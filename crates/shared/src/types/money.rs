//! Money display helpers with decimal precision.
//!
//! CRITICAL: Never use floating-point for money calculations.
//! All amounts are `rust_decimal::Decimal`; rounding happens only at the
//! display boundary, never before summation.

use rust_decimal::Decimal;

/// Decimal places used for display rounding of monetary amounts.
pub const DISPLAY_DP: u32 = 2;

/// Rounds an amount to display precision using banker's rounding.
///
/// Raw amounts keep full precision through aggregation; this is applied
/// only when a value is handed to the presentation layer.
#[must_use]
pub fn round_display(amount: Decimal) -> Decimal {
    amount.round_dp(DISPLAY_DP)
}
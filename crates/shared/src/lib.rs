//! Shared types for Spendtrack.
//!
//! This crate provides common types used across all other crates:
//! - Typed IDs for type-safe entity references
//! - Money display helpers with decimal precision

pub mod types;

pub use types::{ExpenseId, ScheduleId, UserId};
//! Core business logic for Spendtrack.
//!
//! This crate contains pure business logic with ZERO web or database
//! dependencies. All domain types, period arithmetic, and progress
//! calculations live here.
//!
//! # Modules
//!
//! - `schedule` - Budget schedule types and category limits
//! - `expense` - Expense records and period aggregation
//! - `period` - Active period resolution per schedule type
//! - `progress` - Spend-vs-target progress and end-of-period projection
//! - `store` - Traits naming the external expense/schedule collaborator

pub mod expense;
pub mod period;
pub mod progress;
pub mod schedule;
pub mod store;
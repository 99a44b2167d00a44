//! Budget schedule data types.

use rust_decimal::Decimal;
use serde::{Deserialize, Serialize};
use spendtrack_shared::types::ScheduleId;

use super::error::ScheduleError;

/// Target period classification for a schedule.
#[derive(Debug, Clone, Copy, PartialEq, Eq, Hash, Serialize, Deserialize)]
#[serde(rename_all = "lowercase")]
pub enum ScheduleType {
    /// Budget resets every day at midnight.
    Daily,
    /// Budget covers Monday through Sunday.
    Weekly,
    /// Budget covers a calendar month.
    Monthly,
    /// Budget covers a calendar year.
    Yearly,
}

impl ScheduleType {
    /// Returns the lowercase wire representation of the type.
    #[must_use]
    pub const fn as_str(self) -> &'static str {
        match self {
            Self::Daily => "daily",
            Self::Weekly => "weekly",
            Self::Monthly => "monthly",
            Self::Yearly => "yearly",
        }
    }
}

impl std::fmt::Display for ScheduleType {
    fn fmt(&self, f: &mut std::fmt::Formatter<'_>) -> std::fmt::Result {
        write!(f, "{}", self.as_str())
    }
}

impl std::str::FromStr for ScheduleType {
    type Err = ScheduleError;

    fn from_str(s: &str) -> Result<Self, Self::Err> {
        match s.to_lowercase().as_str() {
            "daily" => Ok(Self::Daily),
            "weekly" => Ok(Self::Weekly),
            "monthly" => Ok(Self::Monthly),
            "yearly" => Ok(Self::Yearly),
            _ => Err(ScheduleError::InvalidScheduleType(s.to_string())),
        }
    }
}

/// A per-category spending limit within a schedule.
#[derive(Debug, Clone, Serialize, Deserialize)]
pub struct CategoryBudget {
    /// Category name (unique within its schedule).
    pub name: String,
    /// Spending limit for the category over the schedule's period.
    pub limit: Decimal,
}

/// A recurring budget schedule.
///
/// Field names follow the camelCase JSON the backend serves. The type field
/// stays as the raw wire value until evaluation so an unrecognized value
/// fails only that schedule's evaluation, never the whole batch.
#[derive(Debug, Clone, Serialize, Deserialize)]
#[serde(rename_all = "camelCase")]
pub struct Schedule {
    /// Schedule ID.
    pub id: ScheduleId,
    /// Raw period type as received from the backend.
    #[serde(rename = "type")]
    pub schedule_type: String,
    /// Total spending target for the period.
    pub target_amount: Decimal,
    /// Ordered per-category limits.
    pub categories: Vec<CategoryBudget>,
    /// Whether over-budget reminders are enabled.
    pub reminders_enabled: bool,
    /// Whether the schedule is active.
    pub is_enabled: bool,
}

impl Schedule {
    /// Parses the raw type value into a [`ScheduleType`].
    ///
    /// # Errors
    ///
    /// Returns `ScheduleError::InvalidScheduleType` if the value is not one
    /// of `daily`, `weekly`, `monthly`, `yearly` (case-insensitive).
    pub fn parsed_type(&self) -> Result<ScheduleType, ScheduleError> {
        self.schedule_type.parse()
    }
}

+++

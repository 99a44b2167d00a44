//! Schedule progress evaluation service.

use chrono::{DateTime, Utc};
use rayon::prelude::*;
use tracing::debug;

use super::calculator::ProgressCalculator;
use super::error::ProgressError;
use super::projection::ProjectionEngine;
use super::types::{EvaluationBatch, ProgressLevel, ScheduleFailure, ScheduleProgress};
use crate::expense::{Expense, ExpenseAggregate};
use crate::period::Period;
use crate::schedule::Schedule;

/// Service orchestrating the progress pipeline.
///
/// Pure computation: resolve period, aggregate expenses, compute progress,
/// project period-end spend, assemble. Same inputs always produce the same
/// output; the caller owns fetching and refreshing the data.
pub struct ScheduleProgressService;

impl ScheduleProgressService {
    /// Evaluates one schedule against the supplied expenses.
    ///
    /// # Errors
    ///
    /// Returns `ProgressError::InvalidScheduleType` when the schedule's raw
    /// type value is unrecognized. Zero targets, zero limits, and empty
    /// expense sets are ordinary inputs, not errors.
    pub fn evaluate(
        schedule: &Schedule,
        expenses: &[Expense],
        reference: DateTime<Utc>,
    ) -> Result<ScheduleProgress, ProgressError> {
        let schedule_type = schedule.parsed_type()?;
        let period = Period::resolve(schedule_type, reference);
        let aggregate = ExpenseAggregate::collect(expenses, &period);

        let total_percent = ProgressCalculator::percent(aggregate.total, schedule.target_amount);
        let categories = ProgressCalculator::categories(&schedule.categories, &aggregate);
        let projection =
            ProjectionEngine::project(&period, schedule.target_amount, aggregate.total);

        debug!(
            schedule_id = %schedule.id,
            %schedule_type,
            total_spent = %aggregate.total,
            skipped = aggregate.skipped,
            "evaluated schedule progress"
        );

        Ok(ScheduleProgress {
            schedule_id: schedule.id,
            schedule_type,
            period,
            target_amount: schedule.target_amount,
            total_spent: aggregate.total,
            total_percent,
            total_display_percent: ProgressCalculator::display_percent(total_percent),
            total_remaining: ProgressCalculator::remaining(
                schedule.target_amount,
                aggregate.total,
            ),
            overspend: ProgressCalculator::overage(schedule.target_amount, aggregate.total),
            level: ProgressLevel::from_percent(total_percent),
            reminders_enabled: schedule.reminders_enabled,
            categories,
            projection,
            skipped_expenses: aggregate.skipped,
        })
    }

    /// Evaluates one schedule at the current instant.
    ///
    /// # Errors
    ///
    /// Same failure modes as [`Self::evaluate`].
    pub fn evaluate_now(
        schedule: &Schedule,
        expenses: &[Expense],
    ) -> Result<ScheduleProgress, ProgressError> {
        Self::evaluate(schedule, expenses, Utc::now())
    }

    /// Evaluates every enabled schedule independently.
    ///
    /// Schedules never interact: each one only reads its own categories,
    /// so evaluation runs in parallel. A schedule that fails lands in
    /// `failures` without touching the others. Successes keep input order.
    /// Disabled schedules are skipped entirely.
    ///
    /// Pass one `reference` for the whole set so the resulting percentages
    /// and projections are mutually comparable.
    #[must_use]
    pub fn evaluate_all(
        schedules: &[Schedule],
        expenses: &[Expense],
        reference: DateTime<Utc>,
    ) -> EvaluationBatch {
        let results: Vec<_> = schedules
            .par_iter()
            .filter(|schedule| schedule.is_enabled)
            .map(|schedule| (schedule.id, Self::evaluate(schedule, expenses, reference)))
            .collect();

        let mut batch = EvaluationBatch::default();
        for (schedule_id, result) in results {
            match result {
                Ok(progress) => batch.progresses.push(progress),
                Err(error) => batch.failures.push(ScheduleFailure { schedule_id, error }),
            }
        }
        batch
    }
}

+++

§ REQUIREMENT
For each line above that has the word "helpers", add one to a tally, and report the final tally alone.

§ EXPECTED OUTPUT
2